Search code examples
javascriptregexregex-lookarounds

Regex for Markdown Emphasis


I'm trying to match the following markdown text for emphasis:

_this should match_
__this shouldn't__
_ neither should this _
_nor this _
this _should match_as well_
__       (double underscore, shouldn't match)

The issue that I'm facing with my own efforts as well as other solutions on SO is that they still end up matching the third line:

_ neither should this _

Is there a way to check of my particular use case? I'm aiming this for browser applications, and since Firefox and Safari are yet to support lookbehinds, is there a way to do this without lookbehinds?

Here's the regex pattern that I've come up with so far: /(_)((?!\1|\s).*)?\1/

Luckily, I'm able to fulfil almost all of my checks, however my pattern still matches:

_nor this _
__       (double underscore, shouldn't match)    

So, is there a way to ensure that there is atleast one character between the underscores, and that they are not separated from the text by a space?

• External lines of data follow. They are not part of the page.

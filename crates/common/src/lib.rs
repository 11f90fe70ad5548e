pub mod config;
pub mod error;
pub mod logger;

// Re-export commonly used types
pub use config::{AppConfig, BackendConfig};
pub use error::NovelError;
pub type Result<T> = std::result::Result<T, NovelError>;
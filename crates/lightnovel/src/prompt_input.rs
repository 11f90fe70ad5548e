use anyhow::{Context, Result};
use dialoguer::Input;
use lightnovel_novel::NovelRequest;

/// Ask the four questions on the terminal and validate the answers
///
/// Invalid answers abort the run; there is no re-prompting.
pub fn collect_request() -> Result<NovelRequest> {
    let title = ask("Enter book title")?;
    let genre = ask("Enter book genre")?;
    let themes = ask("Enter themes (comma-separated)")?;
    let chapters = ask("Enter number of chapters")?;

    Ok(NovelRequest::parse(&title, &genre, &themes, &chapters)?)
}

fn ask(question: &str) -> Result<String> {
    Input::<String>::new()
        .with_prompt(question)
        .allow_empty(true)
        .interact_text()
        .with_context(|| format!("failed to read answer to '{}'", question))
}
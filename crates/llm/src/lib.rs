//! Light novel LLM integration
//!
//! Ollama API client and prompt templates

mod client;
mod llm_trait;
mod prompts;
mod types;

pub use client::OllamaClient;
pub use llm_trait::LlmClient;
pub use prompts::{
    chapter_prompt, character_prompt, join_themes, outline_prompt, ChapterContext,
    NOVELIST_PREAMBLE,
};
pub use types::{GenerateOptions, GenerateRequest, GenerateResponse};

Link to regexr playground: regexr.com/5300j

Example:

const regex = /(_)((?!\1|\s).*)?\1/gm;
const str = `_this should match_
__this shouldn't__
_ neither should this _
_nor this _
this _should match_as well_
__
_ neither should this _`;
let m;

while ((m = regex.exec(str)) !== null) {
    // This is necessary to avoid infinite loops with zero-width matches
    if (m.index === regex.lastIndex) {
        regex.lastIndex++;
    }
    
    // The result can be accessed through the `m`-variable.
    m.forEach((match, groupIndex) => {
        console.log(`Found match, group ${groupIndex}: ${match}`);
    });
}


Solution

  • You may use either of

    \b_(?![_\s])(.*?[^_\s])_\b
    \b_(?![_\s])(.*?[^_\s])_(?!\S)
    

    See the regex demo

    Details

    • \b - no word char (letter, digit, _) allowed immediately before the match
    • _ - an underscore
    • (?![_\s]) - no _ or whitespace chars are allowed immediately after _
    • (.*?[^_\s]) - Group 1:
      • .*? - any 0 or more chars other than line break chars, as few as possible
      • [^_\s] - any 1 char other than _ and whitespace
    • _ - an underscore
    • \b - no word char allowed immediately after the _.

    Note that (?!\S) fails the match if there is no non-whitespace char immediately to the right of the current location and acts as a right-hand whitespace boundary.